One month after the introduction of the Secure Jobs, Better Pay industrial relations reform bill into the House of Representatives, Independent ACT Senator David Pocock has struck a wide-ranging agreement with the Albanese Government to secure his support for the amended legislation.
The agreement will see the government support numerous amendments to the legislation to address concerns by a wide-range of stakeholders, from small businesses to low paid workers.
Importantly, and key to Senator Pocock’s support, it also includes a commitment from the government to establish, in legislation, an expert advisory committee, led by the Treasurer and Minister for Social Services, to review the adequacy of support payments annually ahead of each federal budget, and publish their recommendations.
Senator Pocock said taken together, all of these measures will strike the right balance between ensuring people start receiving long overdue wage rises, maintaining productivity and protecting the most vulnerable in our communities.
“This is now a substantially different bill to the one introduced in the House of Representatives a month ago. It is better for business, better for workers and makes sure the most vulnerable in our community are no longer left behind,” Senator Pocock said.
“I have worked with the government to push them as far as they would go, and then a step further to ensure they addressed key concerns raised with me.
“This legislation introduces significant reforms to Australia’s industrial relations system that will benefit women and low paid workers in particular.
“There are now additional safeguards in place for business, especially small businesses, and some important new powers to better protect the low paid and those reliant on government support.
“In what I believe will be a game changer for people living below the poverty line in our country, the government will now also receive independent expert advice that is made publicly available before each federal budget looking at how the most vulnerable in our community are faring and what needs to change to ensure we don’t leave them behind.
“Given the pace at which this legislation has moved, my concern has been to ensure stakeholders are heard and any issues addressed. Along with my team we have worked incredibly hard to hear from those who will be affected by it and balance the concerns to help secure a better bill.

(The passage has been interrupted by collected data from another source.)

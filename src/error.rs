//! Result codes shared by every transport.
//!
//! Asynchronous failures travel through the same callback as success, so the
//! error type is cheap to clone and compare.

use std::io;
use std::sync::Arc;

/// Error type for network manager operations.
#[derive(Debug, Clone, thiserror::Error)]
pub enum NetError {
    #[error("not implemented")]
    NotImplemented,

    #[error("quota reached")]
    Quota,

    #[error("timed out")]
    TimedOut,

    #[error("operation canceled")]
    Canceled,

    #[error("end of file")]
    Eof,

    #[error("connection reset")]
    ConnectionReset,

    #[error("connection refused")]
    ConnectionRefused,

    #[error("socket is not connected")]
    NotConnected,

    #[error("message too large ({0} bytes)")]
    MessageTooLarge(usize),

    #[error("protocol error: {0}")]
    Protocol(String),

    #[error("bad address")]
    BadAddress,

    #[error("address in use")]
    AddressInUse,

    #[error("address not available")]
    AddressNotAvailable,

    #[error("network manager is shutting down")]
    ShuttingDown,

    #[error("not enough space: need {needed} bytes, have {capacity}")]
    NoSpace { needed: usize, capacity: usize },

    #[error("endpoint set is frozen")]
    EndpointsFrozen,

    #[error("invalid HTTP path: {0}")]
    InvalidPath(String),

    #[error("TLS error: {0}")]
    Tls(String),

    #[error("HTTP error: {0}")]
    Http(String),

    #[error("I/O error: {0}")]
    Io(Arc<io::Error>),
}

/// Result alias used across the crate.
pub type Result<T, E = NetError> = std::result::Result<T, E>;

impl NetError {
    /// True for results that end a connection rather than a single request.
    pub fn is_fatal(&self) -> bool {
        !matches!(self, NetError::TimedOut | NetError::Canceled | NetError::Http(_))
    }
}

impl PartialEq for NetError {
    fn eq(&self, other: &Self) -> bool {
        match (self, other) {
            (NetError::Io(a), NetError::Io(b)) => a.kind() == b.kind(),
            (NetError::MessageTooLarge(a), NetError::MessageTooLarge(b)) => a == b,
            (NetError::Protocol(a), NetError::Protocol(b)) => a == b,
            (NetError::InvalidPath(a), NetError::InvalidPath(b)) => a == b,
            (NetError::Tls(a), NetError::Tls(b)) => a == b,
            (NetError::Http(a), NetError::Http(b)) => a == b,
            (
                NetError::NoSpace { needed: a, capacity: b },
                NetError::NoSpace { needed: c, capacity: d },
            ) => a == c && b == d,
            _ => std::mem::discriminant(self) == std::mem::discriminant(other),
        }
    }
}

impl From<io::Error> for NetError {
    fn from(err: io::Error) -> Self {
        match err.kind() {
            io::ErrorKind::TimedOut => NetError::TimedOut,
            io::ErrorKind::UnexpectedEof => NetError::Eof,
            io::ErrorKind::ConnectionReset | io::ErrorKind::BrokenPipe => {
                NetError::ConnectionReset
            }
            io::ErrorKind::ConnectionAborted => NetError::ConnectionReset,
            io::ErrorKind::ConnectionRefused => NetError::ConnectionRefused,
            io::ErrorKind::NotConnected => NetError::NotConnected,
            io::ErrorKind::AddrInUse => NetError::AddressInUse,
            io::ErrorKind::AddrNotAvailable => NetError::AddressNotAvailable,
            io::ErrorKind::Unsupported => NetError::NotImplemented,
            _ => NetError::Io(Arc::new(err)),
        }
    }
}

impl From<rustls::Error> for NetError {
    fn from(err: rustls::Error) -> Self {
        NetError::Tls(err.to_string())
    }
}

impl From<hyper::Error> for NetError {
    fn from(err: hyper::Error) -> Self {
        if err.is_timeout() {
            NetError::TimedOut
        } else if err.is_canceled() || err.is_closed() {
            NetError::Canceled
        } else {
            NetError::Http(err.to_string())
        }
    }
}

impl From<http::Error> for NetError {
    fn from(err: http::Error) -> Self {
        NetError::Http(err.to_string())
    }
}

“I went into this seeking to get the best policy outcome, balancing the urgent need for workers to get a pay rise, with legislation that will work in practice by delivering pay rises for those that need it while not placing unreasonable burdens on small businesses.
“I believe we have achieved the right balance, significantly improving the legislation with the added commitment that will help stop governments leaving our most vulnerable behind.
“I acknowledge the tough but fair negotiations with the government that have got us to this point.
“I thank the Prime Minister and Minister Burke for their constructive engagement and the many, many workers and businesses, along with their representatives, who have come to me over the past month.
“I also pay tribute to the efforts and advocacy of Members in the lower house as well as community advocates who have championed many of these reforms for years.”
Commitments agreed with Government are summarised below:
- A commitment from the Prime Minister to establish a new independent Economic Inclusion Advisory Committee led by the Treasurer and Social Services Minister to review the adequacy of support payments annually ahead of each federal budget, and publish any recommendations.
- A commitment from the Prime Minister to consider and respond to the recommendations of the Murray Review within this Term of Government to better protect subcontractors.
- A commitment from the Employment and Workplace Relations Minister to review modern awards.
- Small businesses with fewer than 20 employees based on headcount (and excluding seasonal workers and other irregular casuals) will be excluded from the single-interest multi-enterprise bargaining stream.
- The Government will undertake a statutory review no later than two years after the passage of the bill
- The ‘grace period’ during which a single-interest multi-enterprise bargaining authorisation can be granted from six to nine months.
- Introduce a new reasonable comparability threshold into the common interest test.
- Introduce new safeguards for businesses that have fewer than 50 employees based on headcount wanting to exit multi-enterprise bargaining and with the onus of proving a common interest on the applicant for these businesses.
- Increase the 'minimum bargaining period' for the purpose of intractable bargaining declaration from six to nine months.
Require conciliation to take place before arbitration over working arrangements unless there are exceptional circumstances.
- Remove the right to veto an agreement by allowing the Fair Work Commission to compel a multi-enterprise agreement to be put to a vote regardless of whether employee organisations agree and prevent parties unreasonably withholding agreement.
- Carve out civil construction from all streams of multi-enterprise bargaining.
Give the Minister a new power to declare an industry or occupation eligible for the supported (previously low paid) bargaining stream.
Make it much easier for firefighters, including volunteer firefighters, to access workers compensation benefits for seven additional cancers, including women's reproductive cancers.
- Task the new National Construction Industry Forum with providing advice to government on measures that will ensure contractors are paid accurately and in a timely manner in the construction industry.
Provided the Government delivers on all commitments listed above, Senator Pocock will support the passage of the Fair Work Legislation Amendment (Secure Jobs, Better Pay) Bill 2022.
Further details around the agreed proposal for the new expert advisory committee will be released separately. An interim committee will be established by the end of 2022 with a first report to be provided ahead of the 2023 federal budget and the permanent committee being legislated next year.